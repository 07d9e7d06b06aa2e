//! Quality scoring of a recognition attempt.
//!
//! The score starts from the engine's mean word confidence and is pulled
//! down by two plausibility checks:
//!
//! * **density**: a page that yields far fewer words than its area
//!   suggests probably lost text;
//! * **gibberish**: characters outside the language's alphabet and the
//!   usual punctuation are a typical sign of noise read as glyphs.
//!
//! ```text
//! score = confidence × (1 − w_density × shortfall) × (1 − w_gibberish × gibberish_ratio)
//! ```
//!
//! clamped to 0–100. Both factors are in 0–1, so the score never decreases
//! when confidence rises and nothing else changes.

use crate::recognize::RecognitionResult;
use serde::{Deserialize, Serialize};

/// Weights and threshold for [`QualityScorer`].
#[derive(Debug, Clone, PartialEq, Serialize, Deserialize)]
#[serde(default)]
pub struct QualityConfig {
    /// Minimum acceptable score, 0–100. Default: 60.
    pub threshold: f32,
    /// Words expected per megapixel of recognised image. Default: 2.0.
    pub min_words_per_megapixel: f32,
    /// Weight of the density shortfall, 0–1. Default: 0.5.
    pub density_weight: f32,
    /// Weight of the gibberish ratio, 0–1. Default: 1.0.
    pub gibberish_weight: f32,
}

impl Default for QualityConfig {
    fn default() -> Self {
        Self {
            threshold: 60.0,
            min_words_per_megapixel: 2.0,
            density_weight: 0.5,
            gibberish_weight: 1.0,
        }
    }
}

/// Score of one recognition attempt plus the parts it was built from.
#[derive(Debug, Clone, PartialEq, Serialize, Deserialize)]
pub struct QualityScore {
    pub score: f32,
    pub acceptable: bool,
    pub mean_confidence: f32,
    /// 0 when the page has at least the expected word count, 1 when it has none.
    pub density_shortfall: f32,
    /// Share of non-whitespace characters outside the allowed set.
    pub gibberish_ratio: f32,
}

/// Scores recognition results for one language.
#[derive(Debug, Clone)]
pub struct QualityScorer {
    config: QualityConfig,
    charset: AllowedCharset,
}

impl QualityScorer {
    pub fn new(config: QualityConfig, language: &str) -> Self {
        Self {
            config,
            charset: AllowedCharset::for_language(language),
        }
    }

    pub fn config(&self) -> &QualityConfig {
        &self.config
    }

    pub fn threshold(&self) -> f32 {
        self.config.threshold
    }

    pub fn score(&self, result: &RecognitionResult) -> QualityScore {
        let confidence = result.confidence.clamp(0.0, 100.0);
        let shortfall = self.density_shortfall(result);
        let gibberish = self.charset.gibberish_ratio(&result.text);

        let density_factor =
            (1.0 - self.config.density_weight.clamp(0.0, 1.0) * shortfall).clamp(0.0, 1.0);
        let gibberish_factor =
            (1.0 - self.config.gibberish_weight.clamp(0.0, 1.0) * gibberish).clamp(0.0, 1.0);

        let score = (confidence * density_factor * gibberish_factor).clamp(0.0, 100.0);
        QualityScore {
            score,
            acceptable: score >= self.config.threshold,
            mean_confidence: confidence,
            density_shortfall: shortfall,
            gibberish_ratio: gibberish,
        }
    }

    fn density_shortfall(&self, result: &RecognitionResult) -> f32 {
        let expected = self.config.min_words_per_megapixel.max(0.0) as f64 * result.megapixels();
        if expected <= f64::EPSILON {
            return 0.0;
        }
        (1.0 - result.word_count as f64 / expected).clamp(0.0, 1.0) as f32
    }
}

// ── Character plausibility ───────────────────────────────────────────────────

const COMMON_PUNCTUATION: &str = ".,;:!?'\"()-–—%/&$€£@#*+=«»“”‘’…°§";

/// Letters a language is expected to produce beyond ASCII.
#[derive(Debug, Clone)]
struct AllowedCharset {
    /// `None` means any alphanumeric character is allowed.
    extra_letters: Option<String>,
}

impl AllowedCharset {
    /// Charset for a Tesseract-style language code (`spa`, `eng+fra`, `de`).
    fn for_language(language: &str) -> Self {
        let mut extra = String::new();
        for code in language.split('+') {
            match code.trim().to_lowercase().as_str() {
                "eng" | "en" => {}
                "spa" | "es" => extra.push_str("áéíóúüñÁÉÍÓÚÜÑ¿¡"),
                "fra" | "fr" => extra.push_str("àâæçéèêëîïôœùûüÿÀÂÆÇÉÈÊËÎÏÔŒÙÛÜŸ"),
                "deu" | "de" => extra.push_str("äöüßÄÖÜ"),
                "por" | "pt" => extra.push_str("áâãàçéêíóôõúÁÂÃÀÇÉÊÍÓÔÕÚ"),
                "ita" | "it" => extra.push_str("àèéìíîòóùúÀÈÉÌÍÎÒÓÙÚ"),
                _ => return Self { extra_letters: None },
            }
        }
        Self {
            extra_letters: Some(extra),
        }
    }

    fn allows(&self, c: char) -> bool {
        if c.is_ascii_alphanumeric() || COMMON_PUNCTUATION.contains(c) {
            return true;
        }
        match &self.extra_letters {
            Some(extra) => extra.contains(c),
            None => c.is_alphanumeric(),
        }
    }

    fn gibberish_ratio(&self, text: &str) -> f32 {
        let mut total = 0usize;
        let mut bad = 0usize;
        for c in text.chars().filter(|c| !c.is_whitespace()) {
            total += 1;
            if !self.allows(c) {
                bad += 1;
            }
        }
        if total == 0 {
            0.0
        } else {
            bad as f32 / total as f32
        }
    }
}

#[cfg(test)]
mod tests {
    use super::*;

    fn result(text: &str, confidence: f32, word_count: usize) -> RecognitionResult {
        RecognitionResult {
            text: text.into(),
            confidence,
            word_count,
            words: Vec::new(),
            image_width: 1000,
            image_height: 1000,
        }
    }

    #[test]
    fn clean_text_scores_its_confidence() {
        let scorer = QualityScorer::new(QualityConfig::default(), "eng");
        let s = scorer.score(&result("HELLO WORLD", 92.0, 2));
        assert!((s.score - 92.0).abs() < 1e-3, "score {}", s.score);
        assert!(s.acceptable);
        assert_eq!(s.gibberish_ratio, 0.0);
        assert_eq!(s.density_shortfall, 0.0);
    }

    #[test]
    fn score_is_monotonic_in_confidence() {
        let scorer = QualityScorer::new(QualityConfig::default(), "eng");
        let mut last = -1.0f32;
        for c in (0..=100).step_by(5) {
            let s = scorer.score(&result("t|xt ~~ here", c as f32, 1)).score;
            assert!(s >= last, "score dropped from {last} to {s} at confidence {c}");
            last = s;
        }
    }

    #[test]
    fn gibberish_pulls_score_down() {
        let scorer = QualityScorer::new(QualityConfig::default(), "eng");
        let clean = scorer.score(&result("plain words", 80.0, 2));
        let noisy = scorer.score(&result("~|^ {}<> \\|~", 80.0, 2));
        assert!(noisy.score < clean.score);
        assert!(noisy.gibberish_ratio > 0.9);
        assert!(!noisy.acceptable);
    }

    #[test]
    fn sparse_page_gets_density_penalty() {
        let config = QualityConfig {
            min_words_per_megapixel: 10.0,
            ..QualityConfig::default()
        };
        let scorer = QualityScorer::new(config, "eng");
        let s = scorer.score(&result("one", 90.0, 1));
        assert!((s.density_shortfall - 0.9).abs() < 1e-4);
        assert!((s.score - 90.0 * 0.55).abs() < 1e-2, "score {}", s.score);
    }

    #[test]
    fn spanish_letters_are_not_gibberish() {
        let spa = QualityScorer::new(QualityConfig::default(), "spa");
        let eng = QualityScorer::new(QualityConfig::default(), "eng");
        let text = "¿Año número?";
        assert_eq!(spa.score(&result(text, 80.0, 2)).gibberish_ratio, 0.0);
        assert!(eng.score(&result(text, 80.0, 2)).gibberish_ratio > 0.0);
    }

    #[test]
    fn unknown_language_allows_any_letter() {
        let scorer = QualityScorer::new(QualityConfig::default(), "rus");
        assert_eq!(scorer.score(&result("привет мир", 70.0, 2)).gibberish_ratio, 0.0);
    }

    #[test]
    fn empty_result_scores_zero() {
        let scorer = QualityScorer::new(QualityConfig::default(), "eng");
        let s = scorer.score(&RecognitionResult::empty(800, 600));
        assert_eq!(s.score, 0.0);
        assert!(!s.acceptable);
    }

    #[test]
    fn threshold_boundary_is_inclusive() {
        let config = QualityConfig {
            threshold: 75.0,
            ..QualityConfig::default()
        };
        let scorer = QualityScorer::new(config, "eng");
        assert!(scorer.score(&result("ok then", 75.0, 2)).acceptable);
        assert!(!scorer.score(&result("ok then", 74.9, 2)).acceptable);
    }
}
■ ■ ■
Instructions for the task => Every line from the top of the material above through the line holding "nothing else changes." should be reproduced word for word, and nothing beyond it.

Answer to this task =>
repository 07d9e7d06b06aa2e
//! Quality scoring of a recognition attempt.
//!
//! The score starts from the engine's mean word confidence and is pulled
//! down by two plausibility checks:
//!
//! * **density**: a page that yields far fewer words than its area
//!   suggests probably lost text;
//! * **gibberish**: characters outside the language's alphabet and the
//!   usual punctuation are a typical sign of noise read as glyphs.
//!
//! ```text
//! score = confidence × (1 − w_density × shortfall) × (1 − w_gibberish × gibberish_ratio)
//! ```
//!
//! clamped to 0–100. Both factors are in 0–1, so the score never decreases
//! when confidence rises and nothing else changes.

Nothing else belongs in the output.